Reduce heat to medium-low and add butter and three sprigs of thyme. Using a spoon, baste steak with butter for two to three minutes, flipping it once halfway through to cook it evenly. Carve hanger steak into three-quarter-inch slices and top on potatoes or vegetables.
Chocolate Soufflé. The standard for chocolate lovers everywhere, they're light, airy and dramatic.
7 ounces finely chopped bittersweet or semisweet chocolate
4 tablespoons unsalted butter, plus for preparing the molds
1 1/2 teaspoons pure vanilla extract
3 large egg yolks
3 tablespoons warm water
1/2 cup sugar, plus 2 tablespoons
8 large egg whites, room temperature
1/2 teaspoon fresh lemon juice
Confectioners' sugar for garnish
1. Brush six 6-ounce ramekins with butter, coat with sugar and place in freezer. Preheat oven to 400 degrees. In a heat-proof bowl over a saucepan filled with an inch of simmering water, stir chocolate and butter until melted and smooth. Remove from heat and stir in vanilla extract.
2. Combine egg yolks and warm water and beat until frothy. Gradually add 2 tablespoons of sugar and continue beating until ribbons form, about 5 minutes. Lightly fold yolks into the chocolate mixture.
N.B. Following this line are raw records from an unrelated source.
//! Raster imagery payloads.
//!
//! Decodes fetched imagery into an RGBA texture with an optional mip chain and
//! optional BC1 block compression.

use image::{Rgba, RgbaImage};
use tracing::debug;

use super::{DataChannel, TileDataError};

/// Pixel layout of a decoded raster level.
#[derive(Debug, Clone, Copy, PartialEq, Eq)]
pub enum TextureFormat {
    /// 4 bytes per pixel
    Rgba8,
    /// 8 bytes per 4×4 block
    Bc1,
}

/// Displayable texture handed to the render target.
#[derive(Debug, Clone, PartialEq)]
pub struct RasterImage {
    width: u32,
    height: u32,
    format: TextureFormat,
    /// Level 0 first, each following level half the size.
    levels: Vec<Vec<u8>>,
}

impl RasterImage {
    /// Wrap an already decoded image as a single-level RGBA texture.
    pub fn from_rgba(image: RgbaImage) -> Self {
        let (width, height) = image.dimensions();
        Self {
            width,
            height,
            format: TextureFormat::Rgba8,
            levels: vec![image.into_raw()],
        }
    }

    /// Solid-colour texture, used as a loading placeholder.
    pub fn solid(width: u32, height: u32, color: [u8; 4]) -> Self {
        Self::from_rgba(RgbaImage::from_pixel(width, height, Rgba(color)))
    }

    pub fn width(&self) -> u32 {
        self.width
    }

    pub fn height(&self) -> u32 {
        self.height
    }

    pub fn format(&self) -> TextureFormat {
        self.format
    }

    /// Number of mip levels including the full-size image.
    pub fn mip_count(&self) -> usize {
        self.levels.len()
    }

    /// Raw bytes of one mip level.
    pub fn level(&self, index: usize) -> Option<&[u8]> {
        self.levels.get(index).map(Vec::as_slice)
    }
}

/// Decode fetched imagery.
///
/// `use_mipmap` builds a box-filtered chain down to 1×1. `use_compression`
/// BC1-compresses every level whose dimensions are multiples of 4; when the
/// base level cannot be compressed the texture stays RGBA.
pub fn decode_raster(
    data: &[u8],
    use_mipmap: bool,
    use_compression: bool,
) -> Result<RasterImage, TileDataError> {
    let base = image::load_from_memory(data)
        .map_err(|source| TileDataError::Image {
            channel: DataChannel::Raster,
            source,
        })?
        .to_rgba8();

    let (width, height) = base.dimensions();
    let chain = if use_mipmap {
        mip_chain(base)
    } else {
        vec![base]
    };

    let compressible = width % 4 == 0 && height % 4 == 0;
    if use_compression && !compressible {
        debug!(width, height, "Raster dimensions not block aligned, skipping compression");
    }

    if use_compression && compressible {
        let levels = chain
            .iter()
            .take_while(|level| level.width() % 4 == 0 && level.height() % 4 == 0)
            .map(compress_bc1)
            .collect();
        return Ok(RasterImage {
            width,
            height,
            format: TextureFormat::Bc1,
            levels,
        });
    }

    Ok(RasterImage {
        width,
        height,
        format: TextureFormat::Rgba8,
        levels: chain.into_iter().map(RgbaImage::into_raw).collect(),
    })
}

/// Full mip chain: `[original, half, quarter, …, 1×1]`.
fn mip_chain(source: RgbaImage) -> Vec<RgbaImage> {
    let mut levels = vec![source];
    loop {
        let last = &levels[levels.len() - 1];
        if last.width() <= 1 && last.height() <= 1 {
            break;
        }
        let next = downsample_box_2x(last);
        levels.push(next);
    }
    levels
}

/// Halve an image, averaging each 2×2 block.
fn downsample_box_2x(source: &RgbaImage) -> RgbaImage {
    let width = (source.width() / 2).max(1);
    let height = (source.height() / 2).max(1);
    let max_x = source.width() - 1;
    let max_y = source.height() - 1;

    RgbaImage::from_fn(width, height, |x, y| {
        let x0 = (x * 2).min(max_x);
        let y0 = (y * 2).min(max_y);
        let x1 = (x * 2 + 1).min(max_x);
        let y1 = (y * 2 + 1).min(max_y);

        let block = [
            source.get_pixel(x0, y0),
            source.get_pixel(x1, y0),
            source.get_pixel(x0, y1),
            source.get_pixel(x1, y1),
        ];
        let mut avg = [0u8; 4];
        for (channel, out) in avg.iter_mut().enumerate() {
            let sum: u16 = block.iter().map(|p| p[channel] as u16).sum();
            *out = (sum / 4) as u8;
        }
        Rgba(avg)
    })
}

fn compress_bc1(level: &RgbaImage) -> Vec<u8> {
    let surface = intel_tex_2::RgbaSurface {
        width: level.width(),
        height: level.height(),
        stride: level.width() * 4,
        data: level.as_raw(),
    };
    intel_tex_2::bc1::compress_blocks(&surface)
}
3. Remove ramekins from freezer. Add lemon juice to egg whites and beat on medium until frothy; then add remaining 1/2 cup of sugar and beat on high until stiff peaks form.
4. Fold about one-third of the egg whites into the chocolate to lighten; then fold in remaining whites until blended. Spoon mixture into ramekins and place on a baking sheet.
5. Bake until the soufflé rises about 1 1/2 inches and tops are touched with brown, about 18 to 20 minutes. Remove from oven, dust with confectioners’ sugar and serve immediately.